Brief>
Filter the listing below down to the lines containing the word "engines".

Source material>
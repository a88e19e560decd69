//! Medium and Hard strategies: iterative deepening alpha-beta search.
//!
//! The transposition table is the session resource. It is cleared before
//! every selection so the chosen move depends only on the position and the
//! configuration, never on earlier requests.

use std::sync::atomic::AtomicBool;
use std::sync::Arc;
use std::time::Duration;

use tracing::debug;

use crate::engines::engine_config::{
    parse_option_value, validate_depth, validate_time_limit, validate_tt_size, EngineConfig,
};
use crate::engines::engine_trait::{Difficulty, Engine};
use crate::game_state::chess_errors::{ChessError, ChessResult};
use crate::game_state::{chess_types::Move, game_state::GameState};
use crate::move_generation::legal_move_generator::has_legal_moves;
use crate::search::board_scoring::{EvalTier, TieredScorer};
use crate::search::iterative_deepening::{iterative_deepening_search_with_stop, SearchConfig};
use crate::search::transposition_table::TranspositionTable;

pub struct MinimaxEngine {
    name: &'static str,
    scorer: TieredScorer,
    search: SearchConfig,
    tt_size_mb: usize,
    tt: Option<TranspositionTable>,
    stop: Option<Arc<AtomicBool>>,
}

impl MinimaxEngine {
    pub fn new(tier: EvalTier, search: SearchConfig, tt_size_mb: usize) -> Self {
        let name = match tier {
            EvalTier::Material => "Material Bot",
            EvalTier::Positional => "Medium Bot",
            EvalTier::KingSafety => "Hard Bot",
        };
        let tt_size_mb = tt_size_mb.max(1);
        Self {
            name,
            scorer: TieredScorer::new(tier),
            search,
            tt_size_mb,
            tt: Some(TranspositionTable::new_with_mb(tt_size_mb)),
            stop: None,
        }
    }

    /// Strategy for `difficulty` with depth and time taken from `config`.
    pub fn for_difficulty(difficulty: Difficulty, config: &EngineConfig) -> Self {
        let search = SearchConfig {
            max_depth: config
                .search_depth
                .unwrap_or_else(|| difficulty.default_depth())
                .max(1),
            time_limit: config.time_limit,
        };
        Self::new(difficulty.eval_tier(), search, config.tt_size_mb)
    }

    pub fn search_config(&self) -> SearchConfig {
        self.search
    }

    pub fn tier(&self) -> EvalTier {
        self.scorer.tier
    }
}

impl Engine for MinimaxEngine {
    fn name(&self) -> &str {
        self.name
    }

    fn set_option(&mut self, name: &str, value: &str) -> ChessResult<()> {
        if name.eq_ignore_ascii_case("Depth") {
            self.search.max_depth = validate_depth(parse_option_value(name, value)?)?;
            return Ok(());
        }
        if name.eq_ignore_ascii_case("MoveTime") {
            let millis = parse_option_value::<u64>(name, value)?;
            self.search.time_limit = Some(validate_time_limit(Duration::from_millis(millis))?);
            return Ok(());
        }
        if name.eq_ignore_ascii_case("Hash") {
            self.tt_size_mb = validate_tt_size(parse_option_value(name, value)?)?;
            if self.tt.is_some() {
                self.tt = Some(TranspositionTable::new_with_mb(self.tt_size_mb));
            }
            return Ok(());
        }
        Err(ChessError::InvalidOption(format!(
            "{} does not support option {name:?}",
            self.name
        )))
    }

    fn select_move(&mut self, game_state: &GameState) -> ChessResult<Move> {
        let tt = self.tt.as_mut().ok_or(ChessError::EngineClosed)?;
        if !has_legal_moves(game_state) {
            return Err(ChessError::NoLegalMoves);
        }

        tt.clear();
        let result = iterative_deepening_search_with_stop(
            game_state,
            &self.scorer,
            tt,
            self.search,
            self.stop.as_deref(),
        );
        debug!(
            engine = self.name,
            depth = result.reached_depth,
            score = result.best_score,
            nodes = result.nodes,
            best = ?result.best_move.map(|mv| mv.to_string()),
            "search finished"
        );

        result.best_move.ok_or(ChessError::NoLegalMoves)
    }

    fn attach_stop_signal(&mut self, stop: Arc<AtomicBool>) {
        self.stop = Some(stop);
    }

    fn release(&mut self) {
        self.tt = None;
    }

    fn is_released(&self) -> bool {
        self.tt.is_none()
    }
}
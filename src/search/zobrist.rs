//! Zobrist hashing support for fast position identity in the search.
//!
//! The keys are generated from a fixed seed so hashes are deterministic across
//! runs, which is useful for testing and debugging.

use std::sync::OnceLock;

use crate::game_state::{chess_types::*, game_state::GameState};
use crate::move_generation::legal_move_shared::en_passant_victim;
use crate::moves::pawn_moves::pawn_attacks;

#[derive(Debug)]
struct ZobristTables {
    piece_square: [[[u64; 64]; 6]; 2],
    side_to_move: u64,
    castling: [u64; 16],
    en_passant_file: [u64; 8],
}

static TABLES: OnceLock<ZobristTables> = OnceLock::new();

#[inline]
fn tables() -> &'static ZobristTables {
    TABLES.get_or_init(build_tables)
}

fn build_tables() -> ZobristTables {
    let mut seed: u64 = 0x9E37_79B9_7F4A_7C15;

    let mut piece_square = [[[0u64; 64]; 6]; 2];
    for color in &mut piece_square {
        for piece in color {
            for sq in piece {
                *sq = next_random_u64(&mut seed);
            }
        }
    }

    let side_to_move = next_random_u64(&mut seed);

    let mut castling = [0u64; 16];
    for key in &mut castling {
        *key = next_random_u64(&mut seed);
    }

    let mut en_passant_file = [0u64; 8];
    for key in &mut en_passant_file {
        *key = next_random_u64(&mut seed);
    }

    ZobristTables {
        piece_square,
        side_to_move,
        castling,
        en_passant_file,
    }
}

#[inline]
fn next_random_u64(state: &mut u64) -> u64 {
    // splitmix64
    *state = state.wrapping_add(0x9E37_79B9_7F4A_7C15);
    let mut z = *state;
    z = (z ^ (z >> 30)).wrapping_mul(0xBF58_476D_1CE4_E5B9);
    z = (z ^ (z >> 27)).wrapping_mul(0x94D0_49BB_1331_11EB);
    z ^ (z >> 31)
}

/// Return the Zobrist key for a `(color, piece, square)` occupancy term.
#[inline]
pub fn piece_square_key(color: Color, piece: PieceKind, square: Square) -> u64 {
    tables().piece_square[color.index()][piece.index()][square.index()]
}

/// Return the Zobrist key contribution for castling rights mask (`0..=15`).
#[inline]
pub fn castling_key(castling_rights: CastlingRights) -> u64 {
    tables().castling[(castling_rights & 0x0F) as usize]
}

/// Return the Zobrist key contribution for a valid en-passant file.
#[inline]
pub fn en_passant_file_key(file: u8) -> u64 {
    tables().en_passant_file[file as usize]
}

/// Return the side-to-move toggle key (xor in when dark to move).
#[inline]
pub fn side_to_move_key() -> u64 {
    tables().side_to_move
}

/// Compute the full position Zobrist key from the complete game state.
///
/// The en-passant file is only hashed when a capture onto the target square
/// is actually available, so positions that differ only by an unusable
/// target share a key.
pub fn compute_zobrist_key(game_state: &GameState) -> u64 {
    let mut key = 0u64;

    for square in Square::all() {
        if let Some(piece) = game_state.piece_at(square) {
            key ^= piece_square_key(piece.color, piece.kind, square);
        }
    }

    if game_state.side_to_move == Color::Black {
        key ^= side_to_move_key();
    }

    key ^= castling_key(game_state.castling_rights);

    if let Some(ep_square) = game_state.en_passant_square {
        if en_passant_capturable(game_state, ep_square) {
            key ^= en_passant_file_key(ep_square.file());
        }
    }

    key
}

fn en_passant_capturable(game_state: &GameState, ep_square: Square) -> bool {
    let side = game_state.side_to_move;
    if en_passant_victim(game_state, side, ep_square).is_none() {
        return false;
    }
    let own_pawn = Some(Piece::new(side, PieceKind::Pawn));
    squares_in(pawn_attacks(side.opposite(), ep_square)).any(|sq| game_state.piece_at(sq) == own_pawn)
}
use crate::game_state::chess_rules::castle_sides_for;
use crate::game_state::{chess_types::*, game_state::GameState};
use crate::move_generation::legal_move_checks::is_square_attacked;
use crate::move_generation::legal_move_shared::push_targets;
use crate::moves::king_moves::king_attacks;

pub fn generate_king_moves(game_state: &GameState, out: &mut Vec<Move>) {
    let side = game_state.side_to_move;
    let Some(from) = game_state.king_square(side) else {
        return;
    };

    push_targets(game_state, from, king_attacks(from), out);
    generate_castling_moves(game_state, out, from);
}

/// Castling requires the right, king and rook on their home squares, empty
/// squares between them, and no attacked square on the king's path
/// (its start square included).
fn generate_castling_moves(game_state: &GameState, out: &mut Vec<Move>, king_from: Square) {
    let side = game_state.side_to_move;
    let enemy = side.opposite();
    let own_rook = Some(Piece::new(side, PieceKind::Rook));

    for castle in castle_sides_for(side) {
        if king_from != castle.king_from
            || !game_state.has_castling_right(castle.right)
            || game_state.piece_at(castle.rook_from) != own_rook
            || !castle.must_be_empty.iter().all(|&sq| game_state.is_empty(sq))
        {
            continue;
        }

        // Cannot castle out of check.
        if is_square_attacked(game_state, king_from, enemy) {
            return;
        }

        if castle
            .king_path
            .iter()
            .any(|&sq| is_square_attacked(game_state, sq, enemy))
        {
            continue;
        }

        out.push(Move::new(castle.king_from, castle.king_to));
    }
}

Written solution>
use crate::engines::engine_config::{
use crate::engines::engine_trait::{Difficulty, Engine};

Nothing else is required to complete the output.